Hat der Gutachter allen Widrigkeiten zum Trotz die Blendintervalle für die betroffenen Bereiche ermittelt, muss er anhand der in der LAI-Richtlinie aufgeführten Richtwerte feststellen, ob Menschen übermäßig durch Blendung belästigt werden. Dazu wurden die in der LAI-Richtlinie aufgeführten Richtwerte einfach aus einem Hinweispapier "WEA-Schattenwurf" kopiert. Bei der DGS wird jedoch davon ausgegangen, dass sich ein Schlagschatten auf den Menschen anders auswirkt, als eine Blendung durch Licht. Somit ist der Gutachter gezwungen einen unbelegten Maßstab heranzuziehen, um die Anlage zu bewerten. Für den Verkehrsbereich gibt es keine Richtwerte über zulässige Blendintervalle oder Intensitäten, hier ist der Gutachter auf sich allein gestellt. Grundsätzlich trifft die LAI-Richtlinie für keinen Bereich eine Aussage über zulässige Intensitäten am Immissionsort, das sollte in einer Überarbeitung der Richtlinie ergänzt werden.
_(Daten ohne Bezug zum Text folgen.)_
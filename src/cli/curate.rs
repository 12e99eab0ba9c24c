use std::io::Write;
use std::path::{Path, PathBuf};

use clap::Args;
use tempfile::NamedTempFile;

use crate::cli::check::print_text_report;
use crate::cli::{print_fatal, sanity, OutputFormat, TuningArgs};
use crate::curation::report::CurationStats;
use crate::curation::{reconcile_files, Curation, CurationError};
use crate::utils::format::{commas, InterventionBand};

/// Default name of the corrected TPF
pub const DEFAULT_OUTPUT: &str = "rapid_prtxt.tpf";

/// Default name of the dividers report
pub const DEFAULT_DIVIDERS: &str = "dividers.tsv";

#[derive(Args)]
pub struct CurateArgs {
    /// Assembly TPF, with gaps as needed to allow the curated rearrangements
    #[arg(required = true)]
    pub tpf: PathBuf,

    /// AGP saved from PretextView
    #[arg(required = true)]
    pub agp: PathBuf,

    /// Corrected TPF to write
    #[arg(short, long, default_value = DEFAULT_OUTPUT)]
    pub output: PathBuf,

    /// Haplotig TPF to write (default: haps_<output> next to the output)
    #[arg(long)]
    pub haps_output: Option<PathBuf>,

    /// Where to write the AGP-to-TPF break coordinates
    #[arg(long, default_value = DEFAULT_DIVIDERS)]
    pub dividers: PathBuf,

    /// External TPF validator run on the input and output TPF, e.g. "perl check_tpf.pl"
    #[arg(long)]
    pub sanity_cmd: Option<String>,

    #[command(flatten)]
    pub tuning: TuningArgs,
}

impl CurateArgs {
    fn haps_path(&self) -> PathBuf {
        if let Some(path) = &self.haps_output {
            return path.clone();
        }
        let name = self
            .output
            .file_name()
            .map_or_else(|| DEFAULT_OUTPUT.into(), |n| n.to_string_lossy().into_owned());
        self.output.with_file_name(format!("haps_{name}"))
    }
}

/// Execute curate subcommand
///
/// # Errors
///
/// Returns an error if the inputs cannot be parsed, the curation has fatal
/// problems, the outputs cannot be written, or a sanity check fails.
#[allow(clippy::needless_pass_by_value)] // CLI entry point, values from clap
pub fn run(args: CurateArgs, format: OutputFormat, verbose: bool) -> anyhow::Result<()> {
    if let Some(cmd) = &args.sanity_cmd {
        sanity::check_tpf(cmd, &args.tpf)?;
    }

    let curation = match reconcile_files(&args.tpf, &args.agp, &args.tuning.config()) {
        Ok(curation) => curation,
        Err(CurationError::Fatal(records)) => {
            print_fatal(&records);
            anyhow::bail!("{} fatal problem(s) found; no output written", records.len());
        }
        Err(e) => return Err(e.into()),
    };

    let haps_path = args.haps_path();
    write_all_atomic(&[
        (&args.output, curation.main_tpf()),
        (&haps_path, curation.haplotig_tpf()),
        (&args.dividers, curation.dividers_report()),
    ])?;

    if verbose {
        eprintln!(
            "Wrote {}, {} and {}",
            args.output.display(),
            haps_path.display(),
            args.dividers.display()
        );
    }

    if let Some(cmd) = &args.sanity_cmd {
        sanity::check_tpf(cmd, &args.output)?;
    }

    match format {
        OutputFormat::Text => print_text_results(&args, &haps_path, &curation),
        OutputFormat::Json => print_json_results(&args, &haps_path, &curation)?,
        OutputFormat::Tsv => print_tsv_results(&curation.stats),
    }

    Ok(())
}

/// Stage every file next to its destination, then move them all into place
fn write_all_atomic(files: &[(&PathBuf, String)]) -> anyhow::Result<()> {
    let mut staged = Vec::with_capacity(files.len());
    for (path, contents) in files {
        let dir = match path.parent() {
            Some(p) if !p.as_os_str().is_empty() => p,
            _ => Path::new("."),
        };
        let mut temp = NamedTempFile::new_in(dir)?;
        temp.write_all(contents.as_bytes())?;
        temp.flush()?;
        staged.push((temp, *path));
    }
    for (temp, path) in staged {
        temp.persist(path)
            .map_err(|e| anyhow::anyhow!("Failed to write {}: {}", path.display(), e.error))?;
    }
    Ok(())
}

fn print_text_results(args: &CurateArgs, haps_path: &Path, curation: &Curation) {
    let stats = &curation.stats;

    print_text_report(&curation.report);

    match &stats.sex_chromosomes {
        Some(letters) if letters.len() == 1 => println!("Sex chromosome:\t\t\t{letters}"),
        Some(letters) => println!("Sex chromosomes:\t\t{letters}"),
        None => println!("No sex chromosomes defined"),
    }

    let tpf_name = args.tpf.display().to_string();
    let out_name = args.output.display().to_string();
    let width = tpf_name.len().max(out_name.len());
    println!(
        "length {tpf_name:<width$}\t\t{} bp\t(input)",
        commas(stats.input_bases)
    );
    println!(
        "length {out_name:<width$}\t\t{} bp\t(output)",
        commas(stats.output_bases)
    );
    if stats.haplotig_bases > 0 {
        println!("haplotigs\t\t\t{} bp", commas(stats.haplotig_bases));
    }

    println!("\nTexel length:\t\t\t{}bp", commas(stats.texel));
    if stats.breaks_agree() {
        println!("Break count:\t\t\t{}", commas(stats.layout_breaks as u64));
    } else {
        println!(
            "Break count is either\t\t{} or {}",
            commas(stats.layout_breaks as u64),
            commas(stats.resolved_breaks as u64)
        );
    }
    println!("Join count:\t\t\t{}", commas(stats.joins as u64));
    println!("Haps count:\t\t\t{}", commas(stats.haplotigs as u64));
    println!("Unloc count:\t\t\t{}", commas(stats.unlocs as u64));

    if stats.band == InterventionBand::None {
        println!("No manual interventions!");
    } else {
        println!(
            "Interventions per Gb:\t\t{}\t\t({})",
            stats.interventions_per_gb, stats.band
        );
    }

    println!("\nWritten:");
    println!("  {}", args.output.display());
    println!("  {}", haps_path.display());
    println!("  {}", args.dividers.display());
}

fn print_json_results(args: &CurateArgs, haps_path: &Path, curation: &Curation) -> anyhow::Result<()> {
    let output = serde_json::json!({
        "outputs": {
            "tpf": args.output.display().to_string(),
            "haplotigs": haps_path.display().to_string(),
            "dividers": args.dividers.display().to_string(),
        },
        "stats": curation.stats,
        "report": curation.report,
        "warnings": curation.warnings,
        "haplotigs": curation.named_haplotigs,
        "unlocs": curation.named_unlocs,
    });

    println!("{}", serde_json::to_string_pretty(&output)?);
    Ok(())
}

fn print_tsv_results(stats: &CurationStats) {
    println!(
        "input_bases\toutput_bases\thaplotig_bases\ttexel\tlayout_breaks\tresolved_breaks\tjoins\thaplotigs\tunlocs\tsex_chromosomes\tinterventions_per_gb\tband"
    );
    println!(
        "{}\t{}\t{}\t{}\t{}\t{}\t{}\t{}\t{}\t{}\t{:.1}\t{}",
        stats.input_bases,
        stats.output_bases,
        stats.haplotig_bases,
        stats.texel,
        stats.layout_breaks,
        stats.resolved_breaks,
        stats.joins,
        stats.haplotigs,
        stats.unlocs,
        stats.sex_chromosomes.as_deref().unwrap_or("-"),
        stats.interventions_per_gb,
        stats.band,
    );
}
Nicht nur die Lückenhaftigkeit in der LAI-Richtlinie, auch der Fakt, dass das Papier keine Norm o.Ä. ist führt dazu, dass die erstellten Gutachten angreifbar werden. "Es sind eben nur Richtwerte". So gab es bereits Gerichtsurteile, die trotz eingehaltener Richtwerte dazu führten, dass Anlagen als übermäßige Belästigung für Nachbarn gesehen wurden. Der Betreiber muss in diesem Fall Abhilfe schaffen. Dies führt im schlimmsten Fall zum Rückbau der Anlage.
Allerdings ist das die Ausnahme. Trotz aller Kritikpunkte hat es die LAI-Richtlinie geschafft, in vielen Anwendungsfällen akzeptiert zu werden. Nicht zuletzt dadurch, dass es nichts anderes gibt. So beziehen sich Behörden wie Gerichte mehr und mehr auf dieses Hinweispapier. Positiv kann daher der Versöhnlichkeitscharakter und die Akzeptanz unter den Akteuren der PV-Branche hervorgehoben werden.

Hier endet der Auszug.